Human diseases have led to rapidly expanding research to understand their cause and find solutions. This has led to the association of many genes to these diseases. However the underlying mechanisms often remain unknown or are unclear. There currently is a bias toward well studied genes and a tendency to ignore poorly annotated genes, which may be the missing pieces of the puzzle. By using the same pieces over and over again, we may be never able to see the complete picture of the disease under study. To identify new pieces and complete the puzzle we have created this online tool. This tool associates unstudied genes with well studied and disease related genes, by identifying which genes tend to work together.

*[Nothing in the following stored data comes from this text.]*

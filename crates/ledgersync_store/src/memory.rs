//! In-memory store backend for testing.

use crate::backend::{BatchOp, StoreBackend, WriteBatch};
use crate::error::StoreResult;
use parking_lot::RwLock;
use std::collections::HashMap;

/// A row with its insertion sequence number.
#[derive(Debug, Clone)]
struct Row {
    seq: u64,
    value: Vec<u8>,
}

/// An in-memory store backend.
///
/// Suitable for unit tests, integration tests, and ephemeral databases
/// that do not need persistence. Rows keep their original insertion
/// position across overwrites, which gives the outbox its FIFO-within-tier
/// ordering for free.
///
/// # Thread Safety
///
/// This backend is thread-safe and can be shared across threads behind an
/// `Arc`.
///
/// # Example
///
/// ```rust
/// use ledgersync_store::{InMemoryStore, StoreBackend};
///
/// let store = InMemoryStore::new();
/// store.put("transactions", "tx-1", vec![1, 2, 3]).unwrap();
/// assert_eq!(store.get("transactions", "tx-1").unwrap(), Some(vec![1, 2, 3]));
/// ```
#[derive(Debug, Default)]
pub struct InMemoryStore {
    tables: RwLock<HashMap<String, HashMap<String, Row>>>,
    next_seq: RwLock<u64>,
}

impl InMemoryStore {
    /// Creates a new empty store.
    #[must_use]
    pub fn new() -> Self {
        Self::default()
    }

    fn bump_seq(&self) -> u64 {
        let mut seq = self.next_seq.write();
        *seq += 1;
        *seq
    }

    fn apply_op(
        tables: &mut HashMap<String, HashMap<String, Row>>,
        op: BatchOp,
        seq: u64,
    ) {
        match op {
            BatchOp::Put { table, key, value } => {
                let rows = tables.entry(table).or_default();
                match rows.get_mut(&key) {
                    // Overwrites keep the original insertion position.
                    Some(row) => row.value = value,
                    None => {
                        rows.insert(key, Row { seq, value });
                    }
                }
            }
            BatchOp::Remove { table, key } => {
                if let Some(rows) = tables.get_mut(&table) {
                    rows.remove(&key);
                }
            }
        }
    }
}

impl StoreBackend for InMemoryStore {
    fn put(&self, table: &str, key: &str, value: Vec<u8>) -> StoreResult<()> {
        let seq = self.bump_seq();
        let mut tables = self.tables.write();
        Self::apply_op(
            &mut tables,
            BatchOp::Put {
                table: table.to_string(),
                key: key.to_string(),
                value,
            },
            seq,
        );
        Ok(())
    }

    fn get(&self, table: &str, key: &str) -> StoreResult<Option<Vec<u8>>> {
        let tables = self.tables.read();
        Ok(tables
            .get(table)
            .and_then(|rows| rows.get(key))
            .map(|row| row.value.clone()))
    }

    fn remove(&self, table: &str, key: &str) -> StoreResult<bool> {
        let mut tables = self.tables.write();
        Ok(tables
            .get_mut(table)
            .map(|rows| rows.remove(key).is_some())
            .unwrap_or(false))
    }

    fn scan(&self, table: &str) -> StoreResult<Vec<(String, Vec<u8>)>> {
        let tables = self.tables.read();
        let mut rows: Vec<(&String, &Row)> = tables
            .get(table)
            .map(|rows| rows.iter().collect())
            .unwrap_or_default();
        rows.sort_by_key(|(_, row)| row.seq);
        Ok(rows
            .into_iter()
            .map(|(key, row)| (key.clone(), row.value.clone()))
            .collect())
    }

    fn count(&self, table: &str) -> StoreResult<u64> {
        let tables = self.tables.read();
        Ok(tables.get(table).map(|rows| rows.len() as u64).unwrap_or(0))
    }

    fn apply(&self, batch: WriteBatch) -> StoreResult<()> {
        // Single lock acquisition makes the whole batch atomic.
        let mut tables = self.tables.write();
        for op in batch.into_ops() {
            let seq = {
                let mut seq = self.next_seq.write();
                *seq += 1;
                *seq
            };
            Self::apply_op(&mut tables, op, seq);
        }
        Ok(())
    }
}
//! The record trait and the sync engine's callback seam.

use crate::error::ServiceResult;
use crate::meta::SyncMeta;
use serde::de::DeserializeOwned;
use serde::Serialize;

/// An entity record managed by a [`crate::RecordService`].
///
/// Implementors carry a [`SyncMeta`] alongside their domain fields. The
/// service owns all metadata transitions; domain code only fills in the
/// domain fields.
pub trait Record: Serialize + DeserializeOwned + Clone + Send + Sync + 'static {
    /// Store table (and remote collection) name for this record type.
    const TABLE: &'static str;

    /// Returns the sync metadata.
    fn meta(&self) -> &SyncMeta;

    /// Returns the sync metadata mutably.
    fn meta_mut(&mut self) -> &mut SyncMeta;

    /// Validates domain fields before a create or update is accepted.
    fn validate(&self) -> ServiceResult<()> {
        Ok(())
    }

    /// Scheduling priority for this record's outbox operations.
    ///
    /// Records at or above the queue's high-priority threshold are synced
    /// in a dedicated pass before the general batch loop.
    fn sync_priority(&self) -> i32 {
        1
    }
}

/// Sync-engine-only status transitions on a record.
///
/// The sync engine is the sole writer of transitions away from
/// `Pending`; entity services are the sole writer of transitions back to
/// `Pending` (every new local mutation resets it).
pub trait StatusSink: Send + Sync {
    /// Marks a record as accepted by the remote, propagating the remote
    /// identifier when one was assigned.
    fn mark_synced(&self, offline_id: &str, server_id: Option<&str>) -> ServiceResult<()>;

    /// Marks a record as permanently failed to sync.
    fn mark_error(&self, offline_id: &str, message: &str) -> ServiceResult<()>;

    /// Marks a record as conflicted, requiring explicit resolution.
    fn mark_conflict(&self, offline_id: &str) -> ServiceResult<()>;
}
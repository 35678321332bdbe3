//! Error types for entity services.

use thiserror::Error;

/// Result type for entity service operations.
pub type ServiceResult<T> = Result<T, ServiceError>;

/// Errors that can occur in an entity service.
#[derive(Debug, Error)]
pub enum ServiceError {
    /// Input failed domain validation.
    #[error("validation failed: {0}")]
    Validation(String),

    /// The referenced record does not exist.
    #[error("record not found: {0}")]
    NotFound(String),

    /// The underlying store failed. Fatal to the calling operation.
    #[error("store error: {0}")]
    Store(#[from] ledgersync_store::StoreError),

    /// The outbox rejected the enqueue.
    #[error("outbox error: {0}")]
    Outbox(#[from] ledgersync_outbox::OutboxError),

    /// A record could not be encoded or decoded.
    #[error("codec error: {0}")]
    Codec(#[from] serde_json::Error),
}

#[cfg(test)]
mod tests {
    use super::*;

    #[test]
    fn error_display() {
        let err = ServiceError::Validation("amount must not be zero".into());
        assert!(err.to_string().contains("amount must not be zero"));

        let err = ServiceError::NotFound("tx-9".into());
        assert!(err.to_string().contains("tx-9"));
    }
}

This can then be used to predict the function of unstudied genes adding new pieces to the puzzl
GeneFriends is a co-expression map that describes which genes tend to generally activate (increase in expression) and deactivate (decrease in expression) simultaneously in a large range of microarray datasets between the different conditions described within these micro-arrays (obtained from the GEO database).
This leads to a general impression of which genes tend to activate simultaneously irrespective of the condition (the microarray datasets describe a wide range of different conditions).
Since co-expressed genes tend to be involved in the same biological processes this map can be used to:
- Assign putative functions to poorly annotated genes.
- Identify new target genes related to a disease or biological process using a guilt by association approach.
- Gene Symbol - Gene symbols of genes associated with the seed list ranked by significance.
- Entrez Gene ID - Entrez ID's corresponding to these gene symbols.
- P-value - Calculated P-value based on "gene set friends", "total number of genes in the seed list" and "Total friends" the cumulative distribution function(binomial).
- Gene set Friends - Number of times this gene is associated/friends with a gene in the seed list (aka in the top 5% co-expressed genes).
- Total Friends - Number of times this gene is associated/friends with any gene in the map.
- Chromosome - Chromosome on which this gene is located.
- Chrom Start - Start location of this gene on the chromosome.
- Chrom End - End location of this gene on the chromosome.
- GO Annotation - The GO:function or GO:Process this gene is associated with. Only one is listed to keep the interface clean and allow a quick assessment of the type of genes in the results.
- Remaining columns - Co-expression values of each gene in the seed list. A value of 0.60 indicates the gene in this row is increased in expression (at least 2 fold) in 60% of the cases the gene in the header of this column is increased in expression (at least 2 fold).
- Co expressed genes - A full list of co-expressed genes and the co-expression values. Also includes genomic positions and GO annotation per gene.
- Transcription factors - Same as the list of co-expressed genes, but only including transcription factors.
- Seed list genes - Same as the list of co-expressed genes, but only including genes in the input/seed list.
- Enemy genes - A list of genes that are negatively correlated to the input/seed list genes. Aka genes that tend to be down-regulated when genes in the input list are up-regulated.
- DAVID Friend Annot - Functional enrichment of the genes that are co-expressed with the input/seed genes.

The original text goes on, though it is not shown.